Lines in the entries below where the word "email" shows up should each be copied.

> **Provided entries**
⟨
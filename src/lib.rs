//! # beacon-registry
//!
//! Registry REST service for a network of fixed positioning sensors
//! ("beacons") grouped into named physical areas. The service owns the
//! transactional data-consistency core: area/beacon referential
//! integrity, derived-identifier generation, atomic bulk provisioning,
//! and credential issuance with signed bearer tokens. Dashboards and the
//! mobile ranging app are thin external collaborators.
//!
//! ## Architecture
//!
//! ```text
//! Clients (HTTP)
//!     │
//!     ├── REST Handlers (api/)
//!     │
//!     ├── AreaService / BeaconService / AuthService (service/)
//!     ├── Domain rules: codigo, codSensor, pinned z (domain/)
//!     │
//!     └── PostgreSQL pool + migrations (persistence/)
//! ```

pub mod api;
pub mod app_state;
pub mod config;
pub mod domain;
pub mod error;
pub mod persistence;
pub mod service;
//! Persistence layer: PostgreSQL connection pool, schema migrations,
//! and the health probe.
//!
//! The pool (`sqlx::PgPool`) is the only shared resource in the process.
//! It is constructed once at startup from [`crate::config::RegistryConfig`]
//! and injected into the services, never reached as ambient global state.

pub mod postgres;

pub use postgres::{HealthSnapshot, connect, health_snapshot, run_migrations};
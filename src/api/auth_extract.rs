//! Bearer-token extraction for protected routes.

use axum::extract::FromRequestParts;
use axum::http::header::AUTHORIZATION;
use axum::http::request::Parts;

use crate::app_state::AppState;
use crate::error::RegistryError;
use crate::service::Claims;

/// Extractor that requires a valid `Authorization: Bearer <token>`
/// header. Token verification is the sole gate; any missing, malformed,
/// or expired credential rejects the request with 401.
#[derive(Debug, Clone)]
pub struct AuthUser {
    /// Verified token claims for the authenticated user.
    pub claims: Claims,
}

impl FromRequestParts<AppState> for AuthUser {
    type Rejection = RegistryError;

    async fn from_request_parts(
        parts: &mut Parts,
        state: &AppState,
    ) -> Result<Self, Self::Rejection> {
        let header = parts
            .headers
            .get(AUTHORIZATION)
            .and_then(|v| v.to_str().ok())
            .ok_or_else(|| RegistryError::Unauthorized("missing bearer token".to_string()))?;

        let token = header
            .strip_prefix("Bearer ")
            .ok_or_else(|| RegistryError::Unauthorized("missing bearer token".to_string()))?;

        let claims = state.auth.tokens().verify(token)?;
        Ok(Self { claims })
    }
}
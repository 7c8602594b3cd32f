//! JSON request-body extraction with enveloped rejections.

use axum::extract::rejection::JsonRejection;
use axum::extract::{FromRequest, Request};

use crate::error::RegistryError;

/// JSON body extractor for request payloads.
///
/// Behaves like [`axum::Json`] except that a body that fails to parse
/// (wrong content type, malformed JSON, a string where a number is
/// expected) becomes [`RegistryError::Validation`], so the client gets
/// the uniform `{success: false, error}` envelope with a 400 instead of
/// axum's plain-text rejection.
#[derive(Debug)]
pub struct JsonBody<T>(
    /// The deserialized request body.
    pub T,
);

impl<S, T> FromRequest<S> for JsonBody<T>
where
    axum::Json<T>: FromRequest<S, Rejection = JsonRejection>,
    S: Send + Sync,
{
    type Rejection = RegistryError;

    async fn from_request(req: Request, state: &S) -> Result<Self, Self::Rejection> {
        let axum::Json(value) = axum::Json::<T>::from_request(req, state)
            .await
            .map_err(|rejection| RegistryError::Validation(rejection.body_text()))?;
        Ok(Self(value))
    }
}

#[cfg(test)]
#[allow(clippy::panic)]
mod tests {
    use super::*;
    use axum::body::Body;
    use axum::http::Request as HttpRequest;
    use serde::Deserialize;

    #[derive(Debug, Deserialize)]
    struct Point {
        x: f64,
    }

    fn json_request(body: &str) -> Request {
        let Ok(req) = HttpRequest::builder()
            .method("POST")
            .header("content-type", "application/json")
            .body(Body::from(body.to_string()))
        else {
            panic!("request must build");
        };
        req
    }

    #[tokio::test]
    async fn parse_failure_becomes_validation() {
        let req = json_request(r#"{"x": "not-a-number"}"#);
        let Err(RegistryError::Validation(msg)) = JsonBody::<Point>::from_request(req, &()).await
        else {
            panic!("type mismatch must map to a validation error");
        };
        assert!(!msg.is_empty());
    }

    #[tokio::test]
    async fn valid_body_deserializes() {
        let req = json_request(r#"{"x": 1.5}"#);
        let Ok(JsonBody(point)) = JsonBody::<Point>::from_request(req, &()).await else {
            panic!("valid body must parse");
        };
        assert!((point.x - 1.5).abs() < f64::EPSILON);
    }
}
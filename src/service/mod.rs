//! Service layer: one service per resource, each owning its invariants.
//!
//! Services hold a clone of the shared `PgPool` and are injected into
//! handlers through [`crate::app_state::AppState`].

pub mod area_service;
pub mod auth_service;
pub mod beacon_service;

pub use area_service::AreaService;
pub use auth_service::{AuthService, Claims, TokenIssuer};
pub use beacon_service::BeaconService;
//! Beacon CRUD and bulk-provisioning handlers.

use axum::extract::{Path, Query, State};
use axum::http::StatusCode;
use axum::response::IntoResponse;
use axum::routing::{get, post};
use axum::{Json, Router};
use uuid::Uuid;

use crate::api::auth_extract::AuthUser;
use crate::api::dto::{
    ApiResponse, BeaconFilters, BulkCreateBeaconsRequest, CreateBeaconRequest,
    UpdateBeaconRequest,
};
use crate::api::json_body::JsonBody;
use crate::app_state::AppState;
use crate::domain::Beacon;
use crate::error::{ErrorResponse, RegistryError};

/// `GET /api/beacons` - List beacons, optionally filtered.
///
/// # Errors
///
/// Returns [`RegistryError`] on storage failure.
#[utoipa::path(
    get,
    path = "/api/beacons",
    tag = "Beacons",
    summary = "List beacons",
    description = "Returns beacons newest-first. `nivel` filters by exact match, \
                   `codSensor` by case-insensitive substring.",
    params(
        ("nivel" = Option<i32>, Query, description = "Exact nivel match"),
        ("codSensor" = Option<String>, Query, description = "codSensor substring"),
    ),
    responses(
        (status = 200, description = "Beacon list", body = Vec<Beacon>),
    )
)]
pub async fn list_beacons(
    State(state): State<AppState>,
    Query(filters): Query<BeaconFilters>,
) -> Result<impl IntoResponse, RegistryError> {
    let beacons = state.beacons.list(&filters).await?;
    Ok(Json(ApiResponse::list(beacons)))
}

/// `GET /api/beacons/{id}` - Get a single beacon.
///
/// # Errors
///
/// Returns [`RegistryError::NotFound`] if the beacon does not exist.
#[utoipa::path(
    get,
    path = "/api/beacons/{id}",
    tag = "Beacons",
    summary = "Get beacon details",
    params(
        ("id" = Uuid, Path, description = "Beacon id"),
    ),
    responses(
        (status = 200, description = "Beacon details", body = Beacon),
        (status = 404, description = "Beacon not found", body = ErrorResponse),
    )
)]
pub async fn get_beacon(
    State(state): State<AppState>,
    Path(id): Path<Uuid>,
) -> Result<impl IntoResponse, RegistryError> {
    let beacon = state.beacons.get(id).await?;
    Ok(Json(ApiResponse::new(beacon)))
}

/// `POST /api/beacons` - Create a single beacon.
///
/// `codSensor` is derived from the owning area; the stored `z` is always
/// the pinned mounting height.
///
/// # Errors
///
/// Returns [`RegistryError::Validation`] on missing required fields or
/// an unrecognized `nivel`.
#[utoipa::path(
    post,
    path = "/api/beacons",
    tag = "Beacons",
    summary = "Create a beacon",
    request_body = CreateBeaconRequest,
    responses(
        (status = 201, description = "Beacon created", body = Beacon),
        (status = 400, description = "Validation failure", body = ErrorResponse),
    )
)]
pub async fn create_beacon(
    State(state): State<AppState>,
    _user: AuthUser,
    JsonBody(req): JsonBody<CreateBeaconRequest>,
) -> Result<impl IntoResponse, RegistryError> {
    let beacon = state.beacons.create(req).await?;
    Ok((
        StatusCode::CREATED,
        Json(ApiResponse::with_message(beacon, "beacon created")),
    ))
}

/// `POST /api/beacons/bulk` - Create a batch of beacons atomically.
///
/// The whole batch succeeds or fails as a unit; a single invalid item
/// (named by position in the error) means zero beacons are written.
///
/// # Errors
///
/// Returns [`RegistryError::Validation`] for the first invalid item, or
/// [`RegistryError::Database`] if an insert fails after validation (the
/// transaction is rolled back).
#[utoipa::path(
    post,
    path = "/api/beacons/bulk",
    tag = "Beacons",
    summary = "Bulk-create beacons",
    request_body = BulkCreateBeaconsRequest,
    responses(
        (status = 201, description = "All beacons created", body = Vec<Beacon>),
        (status = 400, description = "Validation failure, nothing written", body = ErrorResponse),
    )
)]
pub async fn bulk_create_beacons(
    State(state): State<AppState>,
    _user: AuthUser,
    JsonBody(req): JsonBody<BulkCreateBeaconsRequest>,
) -> Result<impl IntoResponse, RegistryError> {
    let beacons = state.beacons.bulk_create(req.beacons).await?;
    let message = format!("{} beacons created", beacons.len());
    Ok((
        StatusCode::CREATED,
        Json(ApiResponse::list_with_message(beacons, message)),
    ))
}

/// `PATCH /api/beacons/{id}` - Partially update a beacon.
///
/// Omitted fields keep their stored values; `z` is re-pinned on every
/// call.
///
/// # Errors
///
/// Returns [`RegistryError::NotFound`] if the beacon does not exist.
#[utoipa::path(
    patch,
    path = "/api/beacons/{id}",
    tag = "Beacons",
    summary = "Update a beacon",
    params(
        ("id" = Uuid, Path, description = "Beacon id"),
    ),
    request_body = UpdateBeaconRequest,
    responses(
        (status = 200, description = "Updated beacon", body = Beacon),
        (status = 400, description = "Validation failure", body = ErrorResponse),
        (status = 404, description = "Beacon not found", body = ErrorResponse),
    )
)]
pub async fn update_beacon(
    State(state): State<AppState>,
    _user: AuthUser,
    Path(id): Path<Uuid>,
    JsonBody(req): JsonBody<UpdateBeaconRequest>,
) -> Result<impl IntoResponse, RegistryError> {
    let beacon = state.beacons.update(id, req).await?;
    Ok(Json(ApiResponse::with_message(beacon, "beacon updated")))
}

/// `DELETE /api/beacons/{id}` - Delete a beacon.
///
/// # Errors
///
/// Returns [`RegistryError::NotFound`] if the beacon does not exist.
#[utoipa::path(
    delete,
    path = "/api/beacons/{id}",
    tag = "Beacons",
    summary = "Delete a beacon",
    params(
        ("id" = Uuid, Path, description = "Beacon id"),
    ),
    responses(
        (status = 200, description = "Deleted beacon", body = Beacon),
        (status = 404, description = "Beacon not found", body = ErrorResponse),
    )
)]
pub async fn delete_beacon(
    State(state): State<AppState>,
    _user: AuthUser,
    Path(id): Path<Uuid>,
) -> Result<impl IntoResponse, RegistryError> {
    let beacon = state.beacons.delete(id).await?;
    Ok(Json(ApiResponse::with_message(beacon, "beacon deleted")))
}

/// Beacon management routes.
pub fn routes() -> Router<AppState> {
    Router::new()
        .route("/beacons", get(list_beacons).post(create_beacon))
        .route("/beacons/bulk", post(bulk_create_beacons))
        .route(
            "/beacons/{id}",
            get(get_beacon).patch(update_beacon).delete(delete_beacon),
        )
}
//! Domain model: areas, beacons, users, and the derivation rules that
//! tie them together.

pub mod area;
pub mod beacon;
pub mod user;

pub use area::{Area, derive_codigo};
pub use beacon::{Beacon, PINNED_Z, derive_cod_sensor};
pub use user::User;
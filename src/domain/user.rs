//! User records for credential storage.

use chrono::{DateTime, Utc};
use serde::Serialize;
use sqlx::FromRow;
use uuid::Uuid;

/// A registered dashboard user.
///
/// Only the bcrypt hash of the password is ever persisted, and the hash
/// is excluded from serialization so it can never leak into a response.
#[derive(Debug, Clone, Serialize, FromRow)]
pub struct User {
    /// Opaque unique identifier.
    pub id: Uuid,
    /// Unique login name.
    pub username: String,
    /// Unique email address.
    pub email: String,
    /// Salted bcrypt hash. Never serialized.
    #[serde(skip_serializing)]
    pub password_hash: String,
    /// Creation timestamp.
    pub created_at: DateTime<Utc>,
    /// Last-update timestamp.
    pub updated_at: DateTime<Utc>,
}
⟩
> **Response to the task**
    /// Unique email address.
    pub email: String,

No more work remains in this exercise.